Estrin received her B.S. in electrical engineering and computer science from the University of California, Berkeley (1980) and her M.S. (1982) and Ph.D. (1985) in electrical engineering and computer science from the Massachusetts Institute of Technology. Before joining Cornell’s faculty in 2013, she was a professor in the computer science department at the University of California, Los Angeles. From 2002 to 2012, she was the founding director of the Center for Embedded Network Sensing, a National Science Foundation Science and Technology Center headquartered at UCLA.

“I’ve been working as a technologist throughout these amazing decades in which digital technology has evolved so much and become so pervasive.

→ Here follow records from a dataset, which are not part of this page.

use spigot::{
    Connection, Cursor, Error, Isolation, ParamTarget, PrepareOptions, Prepared, Result, Value,
};
use std::{
    collections::{HashSet, VecDeque},
    sync::{Arc, Mutex, MutexGuard},
};

/// Operations of the fake session that can be armed to fail exactly once.
#[derive(Clone, Copy, Debug, PartialEq, Eq, Hash)]
pub enum FailPoint {
    Prepare,
    Execute,
    ExecuteUpdate,
    ExecuteQuery,
    ExecuteBatch,
    GeneratedKeys,
    Advance,
    Commit,
    Rollback,
    SetAutoCommit,
    SetIsolation,
    CloseCursor,
    CloseStatement,
    CloseConnection,
}

/// One scripted result set served by [`FakeConnection`].
#[derive(Clone, Debug, Default)]
pub struct FakeRows {
    pub labels: Vec<String>,
    pub rows: Vec<Vec<Value>>,
}

struct State {
    events: Vec<String>,
    prepared: Vec<String>,
    writes: Vec<(u64, Value)>,
    scripted_rows: VecDeque<FakeRows>,
    scripted_keys: VecDeque<FakeRows>,
    update_counts: VecDeque<u64>,
    execute_results: VecDeque<bool>,
    fail_once: HashSet<FailPoint>,
    auto_commit: bool,
    isolation: Isolation,
    committed: Vec<String>,
    pending: Vec<String>,
    closed: bool,
}

impl State {
    fn new() -> Self {
        Self {
            events: Vec::new(),
            prepared: Vec::new(),
            writes: Vec::new(),
            scripted_rows: VecDeque::new(),
            scripted_keys: VecDeque::new(),
            update_counts: VecDeque::new(),
            execute_results: VecDeque::new(),
            fail_once: HashSet::new(),
            auto_commit: true,
            isolation: Isolation::ReadCommitted,
            committed: Vec::new(),
            pending: Vec::new(),
            closed: false,
        }
    }

    fn hit(&mut self, point: FailPoint) -> Result<()> {
        if self.fail_once.remove(&point) {
            return Err(Error::msg(format!("injected {:?} failure", point)));
        }
        Ok(())
    }

    fn journal(&mut self, sql: &str) {
        if self.auto_commit {
            self.committed.push(sql.to_owned());
        } else {
            self.pending.push(sql.to_owned());
        }
    }
}

/// An in-memory session capability for tests.
///
/// Records every prepared SQL text, every positional value write and a
/// coarse event log for ordering assertions. Query results and generated
/// keys are scripted through [`FakeConnection::push_rows`] /
/// [`FakeConnection::push_keys`]; any operation can be armed to fail once.
/// Updates are journalled into a pending list while autocommit is off and
/// only become visible in [`FakeConnection::committed`] after a commit,
/// which is enough to observe transaction atomicity from the outside.
///
/// Cloning yields another handle onto the same session state, so a test can
/// keep one handle for inspection while the other is consumed.
#[derive(Clone)]
pub struct FakeConnection {
    state: Arc<Mutex<State>>,
}

impl Default for FakeConnection {
    fn default() -> Self {
        Self::new()
    }
}

impl FakeConnection {
    pub fn new() -> Self {
        Self {
            state: Arc::new(Mutex::new(State::new())),
        }
    }

    fn lock(&self) -> MutexGuard<'_, State> {
        self.state.lock().expect("fake session state is poisoned")
    }

    /// Scripts the next query result set.
    pub fn push_rows(&self, labels: &[&str], rows: Vec<Vec<Value>>) {
        self.lock().scripted_rows.push_back(FakeRows {
            labels: labels.iter().map(|l| l.to_string()).collect(),
            rows,
        });
    }

    /// Scripts the next generated-keys result set.
    pub fn push_keys(&self, labels: &[&str], rows: Vec<Vec<Value>>) {
        self.lock().scripted_keys.push_back(FakeRows {
            labels: labels.iter().map(|l| l.to_string()).collect(),
            rows,
        });
    }

    /// Scripts the next update execute's affected row count.
    pub fn push_update_count(&self, count: u64) {
        self.lock().update_counts.push_back(count);
    }

    /// Scripts the next generic execute's produced-result-set flag.
    pub fn push_execute_result(&self, produced_rows: bool) {
        self.lock().execute_results.push_back(produced_rows);
    }

    /// Arms `point` to fail on its next use.
    pub fn fail_once(&self, point: FailPoint) {
        self.lock().fail_once.insert(point);
    }

    pub fn events(&self) -> Vec<String> {
        self.lock().events.clone()
    }

    pub fn prepared_sql(&self) -> Vec<String> {
        self.lock().prepared.clone()
    }

    /// All positional value writes in order, across statements.
    pub fn writes(&self) -> Vec<(u64, Value)> {
        self.lock().writes.clone()
    }

    pub fn clear_writes(&self) {
        self.lock().writes.clear();
    }

    /// Update SQL visible to a fresh read: journalled under autocommit or
    /// moved over by a commit.
    pub fn committed(&self) -> Vec<String> {
        self.lock().committed.clone()
    }

    /// Update SQL journalled inside a still-open transaction.
    pub fn pending(&self) -> Vec<String> {
        self.lock().pending.clone()
    }

    pub fn auto_commit_now(&self) -> bool {
        self.lock().auto_commit
    }

    pub fn isolation_now(&self) -> Isolation {
        self.lock().isolation
    }

    pub fn is_closed(&self) -> bool {
        self.lock().closed
    }
}

impl Connection for FakeConnection {
    type Prepared = FakePrepared;

    fn prepare(&mut self, sql: &str, options: PrepareOptions) -> Result<FakePrepared> {
        let mut state = self.lock();
        state.events.push(format!("prepare:{}", sql));
        state.hit(FailPoint::Prepare)?;
        state.prepared.push(sql.to_owned());
        Ok(FakePrepared {
            state: self.state.clone(),
            sql: sql.to_owned(),
            options,
            queued: 0,
        })
    }

    fn auto_commit(&mut self) -> Result<bool> {
        Ok(self.lock().auto_commit)
    }

    fn set_auto_commit(&mut self, enabled: bool) -> Result<()> {
        let mut state = self.lock();
        state.events.push(format!("auto_commit:{}", enabled));
        state.hit(FailPoint::SetAutoCommit)?;
        state.auto_commit = enabled;
        Ok(())
    }

    fn isolation(&mut self) -> Result<Isolation> {
        Ok(self.lock().isolation)
    }

    fn set_isolation(&mut self, level: Isolation) -> Result<()> {
        let mut state = self.lock();
        state.events.push(format!("isolation:{}", level));
        state.hit(FailPoint::SetIsolation)?;
        state.isolation = level;
        Ok(())
    }

    fn commit(&mut self) -> Result<()> {
        let mut state = self.lock();
        state.events.push("commit".to_owned());
        state.hit(FailPoint::Commit)?;
        let pending = std::mem::take(&mut state.pending);
        state.committed.extend(pending);
        Ok(())
    }

    fn rollback(&mut self) -> Result<()> {
        let mut state = self.lock();
        state.events.push("rollback".to_owned());
        state.hit(FailPoint::Rollback)?;
        state.pending.clear();
        Ok(())
    }

    fn close(&mut self) -> Result<()> {
        let mut state = self.lock();
        state.events.push("close_connection".to_owned());
        state.hit(FailPoint::CloseConnection)?;
        state.closed = true;
        Ok(())
    }
}

/// Statement handle of [`FakeConnection`].
pub struct FakePrepared {
    state: Arc<Mutex<State>>,
    sql: String,
    options: PrepareOptions,
    queued: usize,
}

impl FakePrepared {
    fn lock(&self) -> MutexGuard<'_, State> {
        self.state.lock().expect("fake session state is poisoned")
    }

    fn looks_like_query(&self) -> bool {
        self.sql
            .trim_start()
            .get(..6)
            .is_some_and(|head| head.eq_ignore_ascii_case("select"))
    }
}

impl ParamTarget for FakePrepared {
    fn set_value(&mut self, position: u64, value: Value) -> Result<()> {
        self.lock().writes.push((position, value));
        Ok(())
    }
}

impl Prepared for FakePrepared {
    type Cursor = FakeCursor;

    fn execute(&mut self) -> Result<bool> {
        let mut state = self.lock();
        state.events.push(format!("execute:{}", self.sql));
        state.hit(FailPoint::Execute)?;
        if let Some(scripted) = state.execute_results.pop_front() {
            return Ok(scripted);
        }
        let is_query = self.looks_like_query();
        if !is_query {
            state.journal(&self.sql);
        }
        Ok(is_query)
    }

    fn execute_update(&mut self) -> Result<u64> {
        let mut state = self.lock();
        state.events.push(format!("update:{}", self.sql));
        state.hit(FailPoint::ExecuteUpdate)?;
        state.journal(&self.sql);
        Ok(state.update_counts.pop_front().unwrap_or(1))
    }

    fn execute_query(&mut self) -> Result<FakeCursor> {
        let mut state = self.lock();
        state.events.push(format!("query:{}", self.sql));
        state.hit(FailPoint::ExecuteQuery)?;
        let data = state.scripted_rows.pop_front().unwrap_or_default();
        Ok(FakeCursor {
            state: self.state.clone(),
            data,
            at: 0,
        })
    }

    fn add_batch(&mut self) -> Result<()> {
        self.queued += 1;
        self.lock().events.push("add_batch".to_owned());
        Ok(())
    }

    fn execute_batch(&mut self) -> Result<Vec<u64>> {
        let mut state = self.lock();
        state.events.push(format!("execute_batch:{}", self.queued));
        state.hit(FailPoint::ExecuteBatch)?;
        let counts = (0..self.queued)
            .map(|_| {
                state.journal(&self.sql);
                state.update_counts.pop_front().unwrap_or(1)
            })
            .collect();
        drop(state);
        self.queued = 0;
        Ok(counts)
    }

    fn generated_keys(&mut self) -> Result<FakeCursor> {
        let mut state = self.lock();
        state.events.push("generated_keys".to_owned());
        state.hit(FailPoint::GeneratedKeys)?;
        if !self.options.generated_keys {
            return Err(Error::msg(
                "statement was not prepared for generated key retrieval",
            ));
        }
        let data = state.scripted_keys.pop_front().unwrap_or_default();
        Ok(FakeCursor {
            state: self.state.clone(),
            data,
            at: 0,
        })
    }

    fn close(&mut self) -> Result<()> {
        let mut state = self.lock();
        state.events.push("close_statement".to_owned());
        state.hit(FailPoint::CloseStatement)
    }
}

/// Row cursor of [`FakeConnection`], positioned before the first row.
pub struct FakeCursor {
    state: Arc<Mutex<State>>,
    data: FakeRows,
    at: usize,
}

impl Cursor for FakeCursor {
    fn advance(&mut self) -> Result<bool> {
        self.state
            .lock()
            .expect("fake session state is poisoned")
            .hit(FailPoint::Advance)?;
        if self.at < self.data.rows.len() {
            self.at += 1;
            Ok(true)
        } else {
            Ok(false)
        }
    }

    fn labels(&self) -> &[String] {
        &self.data.labels
    }

    fn value(&self, index: usize) -> Result<Value> {
        let Some(row) = self.at.checked_sub(1).and_then(|at| self.data.rows.get(at)) else {
            return Err(Error::msg("cursor is not positioned on a row"));
        };
        row.get(index)
            .cloned()
            .ok_or_else(|| Error::msg(format!("no column at index {}", index)))
    }

    fn close(&mut self) -> Result<()> {
        let mut state = self.state.lock().expect("fake session state is poisoned");
        state.events.push("close_cursor".to_owned());
        state.hit(FailPoint::CloseCursor)
    }
}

The opportunities for addressing societal needs have been plentiful, at the same time that the technology raises its own social challenges,” Estrin said.

At this point in her career, she said the award affords her the “license and impetus to really dig in, rather than take a back seat.” She hopes to use the recognition from the fellowship to put her ideas into wider practice.

“I believe we can use small data to make chronic disease prevention and management personalized, scalable and affordable, but it’s not as if you point this out to people and it becomes true,” she said. “I hope I can take advantage of this opportunity to really navigate what it’s going to take to make it true. To make it a reality, not just a possibility.”